Good riddance: Well, another alt-right blogger has crashed and burned. Milo Yiannopoulos has been canned by Breitbart News and Simon & Schuster has yanked his book deal after the race-baiting right-winger recently shockingly condoned child sex abuse on a podcast. At a recent Chelsea forum organized by state Senator Brad Hoylman on the rise of hate in America, Yiannopoulos was blasted as a dangerous “gateway drug” to the alt-right. “He got his comeuppance, that’s for sure,” Hoylman told us on Wednesday. “I hope that as more attention is paid to these figures of the alt-right, we can expose them for who they truly are: grotesque peddlers of hatred who want to wreck our multicultural society. Along with Donald Trump, who’s brought Steve Bannon and others out of the shadows and into the Oval Office, they’re responsible for the waves of bigotry we have seen washing across our country since Nov. 8.”

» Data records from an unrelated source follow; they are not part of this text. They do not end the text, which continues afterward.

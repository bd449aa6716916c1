use anyhow::{Result, bail};
use dialoguer::Select;

use studyhall_api::{
    ChatResponse, CreateLessonRequest, GradeQuizRequest, LessonType, Quiz, QuizRequest,
};
use studyhall_api_client::ApiClient;

use crate::config::{client, load_config};

pub async fn run_lessons(course_id: Option<&str>) -> Result<()> {
    let config = load_config()?;
    let resp = client(&config)?.list_lessons(course_id).await?;
    for lesson in resp.lessons {
        println!(
            "{}  {}  [{}]  {} messages",
            lesson.id,
            lesson.title,
            lesson.lesson_type.as_str(),
            lesson.message_count
        );
    }
    Ok(())
}

pub async fn run_lesson_create(
    course_id: String,
    title: String,
    lesson_type: LessonType,
    topics: Vec<String>,
) -> Result<()> {
    let config = load_config()?;
    let lesson = client(&config)?
        .create_lesson(&CreateLessonRequest {
            course_id,
            title,
            lesson_type,
            topics,
        })
        .await?;
    println!("Created lesson {} ({})", lesson.title, lesson.id);
    Ok(())
}

/// Print a lesson's message log.
pub async fn run_history(lesson_id: &str) -> Result<()> {
    let config = load_config()?;
    let lesson = client(&config)?.get_lesson(lesson_id).await?;
    println!("# {}", lesson.title);
    for message in &lesson.messages {
        println!();
        println!("{:?}: {}", message.role, message.content);
        if let Some(quiz) = &message.quiz {
            println!("  (quiz {}: {} questions)", quiz.id, quiz.questions.len());
        }
    }
    Ok(())
}

pub async fn run_ask(lesson_id: &str, message: &str) -> Result<()> {
    let config = load_config()?;
    let api = client(&config)?;
    let resp = api.chat(lesson_id, message).await?;
    print_reply(&resp);
    if let Some(quiz) = resp.message.quiz.clone() {
        take_quiz(&api, lesson_id, &quiz).await?;
    }
    Ok(())
}

pub async fn run_quiz(lesson_id: &str, topic: Option<String>, count: Option<u32>) -> Result<()> {
    let config = load_config()?;
    let api = client(&config)?;
    let resp = api
        .quiz(
            lesson_id,
            &QuizRequest {
                topic,
                question_count: count,
            },
        )
        .await?;
    print_reply(&resp);
    let Some(quiz) = resp.message.quiz else {
        bail!("the tutor did not return a quiz");
    };
    take_quiz(&api, lesson_id, &quiz).await
}

fn print_reply(resp: &ChatResponse) {
    if !resp.failed_materials.is_empty() {
        eprintln!(
            "warning: could not attach {}",
            resp.failed_materials.join(", ")
        );
    }
    if !resp.message.content.trim().is_empty() {
        println!("{}", resp.message.content);
    }
}

/// Ask each question interactively, then submit the answers for grading.
async fn take_quiz(api: &ApiClient, lesson_id: &str, quiz: &Quiz) -> Result<()> {
    println!();
    println!("== {} ==", quiz.title);
    let mut answers = Vec::with_capacity(quiz.questions.len());
    for (i, question) in quiz.questions.iter().enumerate() {
        println!();
        let mut items: Vec<&str> = question.options.iter().map(String::as_str).collect();
        items.push("(skip)");
        let choice = Select::new()
            .with_prompt(format!("{}. {}", i + 1, question.prompt))
            .items(&items)
            .default(0)
            .interact()?;
        answers.push((choice < question.options.len()).then_some(choice));
    }

    let grade = api
        .grade_quiz(lesson_id, &quiz.id, &GradeQuizRequest { answers })
        .await?;
    println!();
    for result in &grade.results {
        let Some(question) = quiz.questions.get(result.index) else {
            continue;
        };
        if result.correct {
            println!("{}. correct", result.index + 1);
        } else {
            let expected = question
                .options
                .get(result.expected)
                .map(String::as_str)
                .unwrap_or("?");
            println!("{}. wrong, answer: {expected}", result.index + 1);
        }
        if let Some(explanation) = &question.explanation {
            println!("   {explanation}");
        }
    }
    println!("Score: {}/{}", grade.correct, grade.total);
    Ok(())
}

A note on notes: Stan Patz, the father of Etan Patz, contacted us last week to point out that a photo of a sheet of handwritten notes that we ran with last week’s article on the conviction of Pedro Hernandez in Etan’s death were actually not written by Hernandez, as our caption incorrectly stated. Instead, Patz explained, those notes were actually written by a detective who was attempting to record Hernandez’s initial confession to law enforcement officers in the Camden, N.J., prosecutor’s office after the suspect was arrested on the tip of a relative. “The problem is that [the detective] was trying to be too helpful with his suggestions, like ‘I am here voluntarily,’” Patz noted. “For that reason, the note was never a prominent part of the case. It may not have shown up in the second trial. This was part of a larger issue — the lack of a video recoding of the entire six-plus-hour interview.” As to last week’s conviction 38 years after his 6-year-old son’s disappearance, Patz said, “We finally have a measure of closure,” though he added, “Now we have to see what the appeals process will entail.”